**PROBLEM TO SOLVE:** Wherever a line of the records contains "size", copy that line.
──────────────────────────────
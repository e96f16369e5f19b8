//! Handlers for quote requests: public submission and admin triage.

use axum::extract::{Path, Query, State};
use axum::http::StatusCode;
use axum::response::IntoResponse;
use axum::Json;
use obra_core::error::CoreError;
use obra_core::push::NotificationKind;
use obra_core::quote_status::{validate_transition, QuoteStatus};
use obra_core::types::DbId;
use obra_db::models::quote_request::{CreateQuoteRequest, UpdateQuoteRequest};
use obra_db::repositories::QuoteRequestRepo;
use serde::Deserialize;
use validator::Validate;

use crate::error::{AppError, AppResult};
use crate::middleware::rbac::RequireAdmin;
use crate::response::DataResponse;
use crate::state::AppState;

/// Maximum page size for quote listing.
const MAX_LIMIT: i64 = 100;

/// Default page size for quote listing.
const DEFAULT_LIMIT: i64 = 50;

/// Query parameters for `GET /admin/quotes`.
#[derive(Debug, Deserialize)]
pub struct QuoteQuery {
    pub status: Option<String>,
    pub limit: Option<i64>,
    pub offset: Option<i64>,
}

fn parse_status(value: &str) -> AppResult<QuoteStatus> {
    value
        .parse::<QuoteStatus>()
        .map_err(|msg| AppError::Core(CoreError::Validation(msg)))
}

// ---------------------------------------------------------------------------
// Public submission
// ---------------------------------------------------------------------------

/// POST /api/v1/quotes
///
/// Store a quote request from the public form and notify the admins in the
/// background. A failed notification never fails the submission.
pub async fn submit_quote(
    State(state): State<AppState>,
    Json(input): Json<CreateQuoteRequest>,
) -> AppResult<impl IntoResponse> {
    input.validate()?;
    if !input.gdpr_consent {
        return Err(AppError::Core(CoreError::Validation(
            "Consent to data processing is required".into(),
        )));
    }

    let quote = QuoteRequestRepo::create(&state.pool, &input).await?;
    tracing::info!(quote_id = %quote.id, "Quote request received");

    let dispatcher = state.dispatcher.clone();
    tokio::spawn(async move {
        if let Err(e) = dispatcher
            .dispatch(NotificationKind::NewQuote, None, None)
            .await
        {
            tracing::error!(error = %e, "Failed to notify admins of new quote request");
        }
    });

    Ok((StatusCode::CREATED, Json(DataResponse { data: quote })))
}

// ---------------------------------------------------------------------------
// Admin triage
// ---------------------------------------------------------------------------

/// GET /api/v1/admin/quotes
///
/// Newest first, optionally filtered by `status`.
pub async fn list_quotes(
    RequireAdmin(_admin): RequireAdmin,
    State(state): State<AppState>,
    Query(params): Query<QuoteQuery>,
) -> AppResult<Json<serde_json::Value>> {
    let status = params.status.as_deref().map(parse_status).transpose()?;
    let limit = params.limit.unwrap_or(DEFAULT_LIMIT).clamp(1, MAX_LIMIT);
    let offset = params.offset.unwrap_or(0).max(0);

    let quotes = QuoteRequestRepo::list(&state.pool, status, limit, offset).await?;
    Ok(Json(serde_json::json!({ "data": quotes })))
}

/// GET /api/v1/admin/quotes/counts
///
/// Number of requests per status, for the dashboard badges.
pub async fn count_quotes(
    RequireAdmin(_admin): RequireAdmin,
    State(state): State<AppState>,
) -> AppResult<Json<serde_json::Value>> {
    let counts = QuoteRequestRepo::count_by_status(&state.pool).await?;
    Ok(Json(serde_json::json!({ "data": counts })))
}

/// GET /api/v1/admin/quotes/{id}
pub async fn get_quote(
    RequireAdmin(_admin): RequireAdmin,
    State(state): State<AppState>,
    Path(id): Path<DbId>,
) -> AppResult<Json<serde_json::Value>> {
    let quote = QuoteRequestRepo::find_by_id(&state.pool, id)
        .await?
        .ok_or_else(|| CoreError::not_found("QuoteRequest", id))?;
    Ok(Json(serde_json::json!({ "data": quote })))
}

/// PATCH /api/v1/admin/quotes/{id}
///
/// Update status and/or internal notes. Status changes must follow the
/// quote status graph and fail with 409 if another edit changed the status
/// first.
pub async fn update_quote(
    RequireAdmin(admin): RequireAdmin,
    State(state): State<AppState>,
    Path(id): Path<DbId>,
    Json(input): Json<UpdateQuoteRequest>,
) -> AppResult<Json<serde_json::Value>> {
    let current = QuoteRequestRepo::find_by_id(&state.pool, id)
        .await?
        .ok_or_else(|| CoreError::not_found("QuoteRequest", id))?;

    let expected_status = match input.status.as_deref() {
        Some(next) => {
            let next = parse_status(next)?;
            let from = current
                .status
                .parse::<QuoteStatus>()
                .map_err(AppError::InternalError)?;
            validate_transition(from, next)
                .map_err(|msg| AppError::Core(CoreError::Conflict(msg)))?;
            Some(from)
        }
        None => None,
    };

    let updated = QuoteRequestRepo::update(&state.pool, id, &input, expected_status)
        .await?
        .ok_or_else(|| match expected_status {
            Some(from) => CoreError::Conflict(format!(
                "Quote request {id} is no longer '{from}'"
            )),
            None => CoreError::not_found("QuoteRequest", id),
        })?;
    tracing::info!(
        quote_id = %id,
        user_id = %admin.user_id,
        status = %updated.status,
        "Quote request updated"
    );

    Ok(Json(serde_json::json!({ "data": updated })))
}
──────────────────────────────
**ANSWER BOX:**
/// Maximum page size for quote listing.
/// Default page size for quote listing.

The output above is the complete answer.